Computational studies aiming to identify candidate drugs for COVID-19 drug repurposing have used multistage analyses including network proximity measure analysis that are focused on DIP specifically and its interactomes (3941). By contrast, our strategy has been to holistically construct the entire pathway of proteins that are significantly affected during SARS-CoV-2 infection, through uncovering of the hidden layer between the DIP and DEP. Because the DIP and DEP were identified from two recent papers (1, 2) that generated proteomic data in two different cell lines (DIP in human embryonic kidney 293 cells and DEP in Caco-2), we also used four different network algorithms to systematically identify the key proteins (see Materials and Methods).
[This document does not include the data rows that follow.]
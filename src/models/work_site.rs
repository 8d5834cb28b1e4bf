use serde::Serialize;
use std::collections::HashMap;

/// Expected throughput for a work-site.
#[derive(Debug, Clone, PartialEq, Serialize)]
pub struct WorkSiteReference {
    pub work_site: String,
    pub ideal_rate: f64,
}

/// Lookup table over the work-site sheet.
///
/// When a site is listed twice the first row wins.
#[derive(Debug, Clone, Default)]
pub struct WorkSiteTable {
    rows: Vec<WorkSiteReference>,
    index: HashMap<String, usize>,
}

impl WorkSiteTable {
    pub fn new(rows: Vec<WorkSiteReference>) -> Self {
        let mut index = HashMap::new();
        for (i, r) in rows.iter().enumerate() {
            index.entry(r.work_site.trim().to_string()).or_insert(i);
        }
        Self { rows, index }
    }

    /// Ideal rate for `site`, `None` when the site has no reference row.
    pub fn ideal_rate(&self, site: &str) -> Option<f64> {
        self.index.get(site.trim()).map(|&i| self.rows[i].ideal_rate)
    }

    pub fn len(&self) -> usize {
        self.rows.len()
    }

    pub fn is_empty(&self) -> bool {
        self.rows.is_empty()
    }
}
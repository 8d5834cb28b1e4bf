//! machdash library root.
//! Exposes CLI parser, high-level run() function, and internal modules.

pub mod cli;
pub mod config;
pub mod core;
pub mod db;
pub mod errors;
pub mod export;
pub mod models;
pub mod session;
pub mod source;
pub mod ui;
pub mod utils;

use clap::Parser;
use cli::parser::{Cli, Commands};
use config::Config;
use errors::AppResult;
use std::path::Path;

/// Central command dispatcher
pub fn dispatch(cli: &Cli, cfg: &Config, config_path: &Path) -> AppResult<()> {
    match &cli.command {
        Commands::Init => cli::commands::init::handle(cli, cfg, config_path),
        Commands::Config { .. } => cli::commands::config::handle(&cli.command, cfg, config_path),
        Commands::Log { .. } => cli::commands::log::handle(&cli.command, cfg),
        Commands::HashPassword { .. } => cli::commands::hash_password::handle(&cli.command),
        Commands::Dashboard { .. } => cli::commands::dashboard::handle(cli, cfg),
        Commands::Machines => cli::commands::machines::handle(cli, cfg),
        Commands::Months { .. } => cli::commands::months::handle(cli, cfg),
        Commands::Export { .. } => cli::commands::export::handle(cli, cfg),
        Commands::Shell => cli::commands::shell::handle(cli, cfg),
    }
}

/// Entry point used by main.rs
pub fn run() -> AppResult<()> {
    let cli = Cli::parse();

    // configuration is loaded once, then command-line overrides apply
    let config_path = Config::resolve_path(cli.config.as_deref());
    let mut cfg = Config::load_from(&config_path)?;

    if let Some(custom_db) = &cli.db {
        cfg.database = custom_db.clone();
    }
    if let Some(source) = &cli.source {
        cfg.workbook_url = source.clone();
    }

    dispatch(&cli, &cfg, &config_path)
}
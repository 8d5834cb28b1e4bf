use super::DataSource;
use crate::errors::{AppError, AppResult};
use crate::utils::path::expand_tilde;
use std::fs;
use std::io;
use std::path::PathBuf;

/// Workbook stored on the local filesystem.
pub struct FileSource {
    key: String,
    path: PathBuf,
}

impl FileSource {
    pub fn new(location: &str) -> Self {
        let raw = location.strip_prefix("file://").unwrap_or(location);
        Self {
            key: location.to_string(),
            path: expand_tilde(raw),
        }
    }
}

impl DataSource for FileSource {
    fn key(&self) -> &str {
        &self.key
    }

    fn fetch(&self) -> AppResult<Vec<u8>> {
        fs::read(&self.path).map_err(|e| {
            AppError::from(io::Error::new(
                e.kind(),
                format!("cannot read workbook {}: {e}", self.path.display()),
            ))
        })
    }
}
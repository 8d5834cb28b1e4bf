//! Filter resolver: machine → months → work-sites → selected records.

use crate::models::{Month, OperationalRecord};
use serde::Serialize;
use std::collections::BTreeSet;

/// Result of narrowing the operations table to one machine and one month.
#[derive(Debug, Clone, PartialEq)]
pub struct Resolution<'a> {
    /// Every record of the machine, regardless of month.
    pub machine_records: Vec<&'a OperationalRecord>,
    /// Months with data for the machine, ascending.
    pub available_months: Vec<Month>,
    /// Records of the machine inside the chosen month.
    pub month_records: Vec<&'a OperationalRecord>,
    /// Distinct non-blank work-sites of `month_records`, sorted.
    pub available_sites: Vec<String>,
}

pub fn records_for_machine<'a>(
    records: &'a [OperationalRecord],
    machine_id: &str,
) -> Vec<&'a OperationalRecord> {
    records.iter().filter(|r| r.machine_id == machine_id).collect()
}

pub fn available_months(records: &[&OperationalRecord]) -> Vec<Month> {
    records
        .iter()
        .map(|r| Month::of(r.date))
        .collect::<BTreeSet<_>>()
        .into_iter()
        .collect()
}

pub fn available_sites(records: &[&OperationalRecord]) -> Vec<String> {
    records
        .iter()
        .filter_map(|r| r.site())
        .map(str::to_string)
        .collect::<BTreeSet<_>>()
        .into_iter()
        .collect()
}

/// Narrow `records` to `machine_id` and `month`.
///
/// An unknown machine simply resolves to empty sets.
pub fn resolve<'a>(
    records: &'a [OperationalRecord],
    machine_id: &str,
    month: Month,
) -> Resolution<'a> {
    let machine_records = records_for_machine(records, machine_id);
    let available_months = available_months(&machine_records);

    let month_records: Vec<&OperationalRecord> = machine_records
        .iter()
        .copied()
        .filter(|r| month.contains(r.date))
        .collect();

    let available_sites = available_sites(&month_records);

    Resolution {
        machine_records,
        available_months,
        month_records,
        available_sites,
    }
}

/// Keep the records whose work-site is in `selected`.
///
/// Zero selected sites gives an empty result. Records without a site never
/// match.
pub fn select_sites<'a, S: AsRef<str>>(
    records: &[&'a OperationalRecord],
    selected: &[S],
) -> Vec<&'a OperationalRecord> {
    let wanted: BTreeSet<&str> = selected.iter().map(|s| s.as_ref().trim()).collect();
    records
        .iter()
        .copied()
        .filter(|r| r.site().is_some_and(|s| wanted.contains(s)))
        .collect()
}

/// Check state of the work-site boxes: every site starts checked and the
/// user unchecks the ones to hide.
#[derive(Debug, Clone, Default, PartialEq, Eq, Serialize)]
pub struct SiteSelection {
    excluded: BTreeSet<String>,
}

impl SiteSelection {
    pub fn all() -> Self {
        Self::default()
    }

    pub fn excluding<I, S>(sites: I) -> Self
    where
        I: IntoIterator<Item = S>,
        S: AsRef<str>,
    {
        Self {
            excluded: sites
                .into_iter()
                .map(|s| s.as_ref().trim().to_string())
                .collect(),
        }
    }

    pub fn is_checked(&self, site: &str) -> bool {
        !self.excluded.contains(site.trim())
    }

    /// Flip one box; returns the new state.
    pub fn toggle(&mut self, site: &str) -> bool {
        let site = site.trim().to_string();
        if self.excluded.remove(&site) {
            true
        } else {
            self.excluded.insert(site);
            false
        }
    }

    /// The checked subset of `available`.
    pub fn selected(&self, available: &[String]) -> Vec<String> {
        available
            .iter()
            .filter(|s| self.is_checked(s))
            .cloned()
            .collect()
    }
}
Furthermore, our approach not only identified the 200 drugs but also used neural network analysis to predict the MoA of the drugs. This combination of unique approaches allowed us to short-list drugs associated with VR, which were then experimentally tested in monkey cell VeroE6 and human Calu-3 cells. However, similar to other network analysis studies, PPI networks usually lack the directionality that provides additional information about the types of interaction (i.e., activation or inhibition). It will be beneficial to analyze additional data that provide insights into this directionality (i.e., CRISPRi datasets showing patterns of up-/down-regulation) to overcome this limitation.

Our study has shed unanticipated new light on COVID-19 disease mechanisms and has generated promising drug repurposing opportunities for prophylaxis and treatment. Our data-driven unsupervised approach and biological validation have uncovered 160 approved drugs not currently in clinical trials, which can be investigated immediately for repurposing, and 2 drugs that show promise as antiviral drugs. We expect that this resource of potential drugs will facilitate and accelerate the development of therapeutics against COVID-19. Furthermore, our bespoke data-driven computational approach should be useful for a rapid response to new variants of SARS-CoV-2 and other new pathogens that could drive future pandemics and will also be applicable to other noninfectious disease areas with high unmet medical need.


Directly interacting proteins and differentially expressed proteins

A total of 332 high-confidence SARS-CoV-2–human interactions were obtained from Gordon et al. (1) (table S3 from A total of 332 high-confidence virus-host interactions were used as DIP. Data of proteome measurements by mass spectrometry at 6 and 24 hours after SARS-CoV-2 infection were obtained from Bojkova et al. (2) (table S2 from The proteins that were significantly up- or down-regulated (two-sided, unpaired Student’s t test with equal variance assumed, P < 0.05, |log2FC| > 0.5) were selected.

SIP network construction

The SIP network was constructed of all the shortest paths between DIP and DEP in a human PPI network from the STRING database (v11.0) (5). The main purpose of constructing the SIP network in our study was to identify COVID-19 disease–associated proteins. The STRING database was selected as the PPI database given the previous evidence that it contains more comprehensive information on diverse collections of disease-associated protein sets compared with other databases (42).

Only interactions with a confidence score of more than medium (0.4) were used. The 0.4 cutoff is the default setting and the medium level of confidence for PPI searches in the STRING database (43, 44). This study used network algorithms to identify key proteins by investigating the whole network. Thus, the cutoff was used to construct a more comprehensive network that captures any potential interactions, and then the network analysis was conducted to systematically identify key proteins by analyzing all these possible interactions. The STRING database does not provide directional information.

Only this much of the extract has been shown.